The Baseball Analysts: On Count-Based Linear Weights

On Count-Based Linear Weights

By Jeremy Greenhouse

Ever since the work of Joe P. Sheehan, pitch-by-pitch run values have been a staple of PITCHf/x analysis. More recently, Bloomberg analysts Craig Glaser and Pat Andriola really got me thinking about what these values might mean.

We all know that Cliff Lee's walk rate is otherworldly. But last week, Jeff Sullivan wrote, "Of the 201 pitchers in baseball with at least 50 innings pitched, Lee's three-ball count rate is lower than 67 individual walk rates." That is an awesome piece of information. Let's say you have a pitcher who somehow manages a walk rate identical to Lee's, and we can say he has the same strikeout and home run rates too. But what if we knew that this pitcher had, say, twice as many three-ball counts as Lee. They may have been of equal value, but surely Lee projects better going forward.

FanGraphs has a whole assortment of what they call plate discipline stats. In essence, these stats are trying to separate the process from the results. A pitcher has a high strikeout rate. Does he throw a lot of strikes or does he induce out-of-zone swings? A batter has a high strikeout rate. Does he never swing or does he never make contact?*

*To those who do such things, please don't use contact rate to predict strikeout rate.
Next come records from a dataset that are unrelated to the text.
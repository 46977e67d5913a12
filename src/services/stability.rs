//! Poll an asynchronously updating source until consecutive samples agree.
//!
//! Nothing here knows about markup or browsers. A sampler returns `Some(value)`
//! once the source looks ready and `None` while it is still loading. The first
//! ready sample becomes the snapshot; each later sample equal to it counts as
//! one repeat, and the value is stable once `required_samples` repeats have
//! been seen in a row.

use async_trait::async_trait;
use std::time::Duration;
use tokio::time::Instant;
use tokio_util::sync::CancellationToken;

/// Timing and threshold for one polling run.
#[derive(Debug, Clone, Copy, PartialEq, Eq)]
pub struct StabilityPolicy {
    pub interval: Duration,
    pub required_samples: u32,
    pub max_wait: Duration,
}

impl StabilityPolicy {
    #[must_use]
    pub fn new(interval: Duration, required_samples: u32, max_wait: Duration) -> Self {
        Self {
            interval,
            // A threshold of zero would never observe anything
            required_samples: required_samples.max(1),
            max_wait,
        }
    }
}

/// How a polling run ended.
#[derive(Debug, Clone, PartialEq, Eq)]
pub enum PollOutcome<T> {
    Stable(T),
    /// Budget elapsed; carries the last ready sample seen, if any.
    TimedOut { last: Option<T> },
    Cancelled,
}

/// Source of samples for [`poll_until_stable`].
#[async_trait]
pub trait StabilitySampler: Send {
    type Output: PartialEq + Clone + Send;

    /// `None` means "not ready yet"; errors should be folded into `None` by
    /// the implementation after logging.
    async fn sample(&mut self) -> Option<Self::Output>;
}

/// Counts consecutive repeats of the current snapshot.
#[derive(Debug, Clone)]
pub struct StabilityTracker<T> {
    snapshot: Option<T>,
    last_ready: Option<T>,
    repeats: u32,
    required: u32,
}

impl<T: PartialEq + Clone> StabilityTracker<T> {
    #[must_use]
    pub fn new(required: u32) -> Self {
        Self {
            snapshot: None,
            last_ready: None,
            repeats: 0,
            required: required.max(1),
        }
    }

    /// Feed one sample; returns the snapshot once it has been repeated
    /// `required` times in a row.
    pub fn observe(&mut self, sample: Option<T>) -> Option<T> {
        let Some(current) = sample else {
            // A not-ready read breaks the run and drops the snapshot
            self.repeats = 0;
            self.snapshot = None;
            return None;
        };

        if self.snapshot.as_ref() == Some(&current) {
            self.repeats += 1;
        } else {
            self.repeats = 0;
            self.snapshot = Some(current.clone());
        }
        self.last_ready = Some(current);

        if self.repeats >= self.required {
            self.snapshot.clone()
        } else {
            None
        }
    }

    /// Last ready sample, stable or not.
    #[must_use]
    pub fn last(&self) -> Option<&T> {
        self.last_ready.as_ref()
    }

    #[must_use]
    pub fn repeats(&self) -> u32 {
        self.repeats
    }
}

/// Sample at `policy.interval` until stable, out of budget, or cancelled.
pub async fn poll_until_stable<S: StabilitySampler>(
    sampler: &mut S,
    policy: &StabilityPolicy,
    cancel: &CancellationToken,
) -> PollOutcome<S::Output> {
    let started = Instant::now();
    let mut tracker = StabilityTracker::new(policy.required_samples);
    let mut attempts = 0u32;

    loop {
        if cancel.is_cancelled() {
            return PollOutcome::Cancelled;
        }

        attempts += 1;
        let sample = sampler.sample().await;
        let ready = sample.is_some();
        if let Some(stable) = tracker.observe(sample) {
            log::debug!(
                "Stable after {} samples ({:?})",
                attempts,
                started.elapsed()
            );
            return PollOutcome::Stable(stable);
        }
        log::debug!(
            "Sample {}: ready={}, repeats {}/{}",
            attempts,
            ready,
            tracker.repeats(),
            policy.required_samples
        );

        if started.elapsed() + policy.interval > policy.max_wait {
            log::warn!(
                "No stable sample within {:?} ({} samples)",
                policy.max_wait,
                attempts
            );
            return PollOutcome::TimedOut {
                last: tracker.last().cloned(),
            };
        }

        tokio::select! {
            () = cancel.cancelled() => return PollOutcome::Cancelled,
            () = tokio::time::sleep(policy.interval) => {}
        }
    }
}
Here's where count-based linear weights come into play. Everything that happened before the result of a plate appearance can be summed up best by the count. A pitcher who walks nobody has better process if he never even goes to three-ball counts, like Cliff Lee.

Using Retrosheet data since 2002, I found the expected run value of the final pitch of every plate appearance, excluding intentional walks. So if a player homers on the first pitch of an at-bat, that goes down as 0 runs toward his count-based linear weights. In turn, a pitcher will have a worse score if he walks a batter on a 3-0 count than a 3-2 count. Here are the values straight from Joe's article. Harry Pavlidis and others have used updated values.

Count  Runs/PA
3&0    0.207
3&1    0.137
2&0    0.097
3&2    0.062
2&1    0.035
1&0    0.034
0&0    0.000
1&1   -0.016
2&2   -0.037
0&1   -0.043
1&2   -0.083
0&2   -0.104

Barry Bonds and Curt Schilling stand unparalleled in getting into quality counts. Angel Berroa and Kirk Rueter not so much. Players who get into good counts but have bad results more often than not are burned by BABIP.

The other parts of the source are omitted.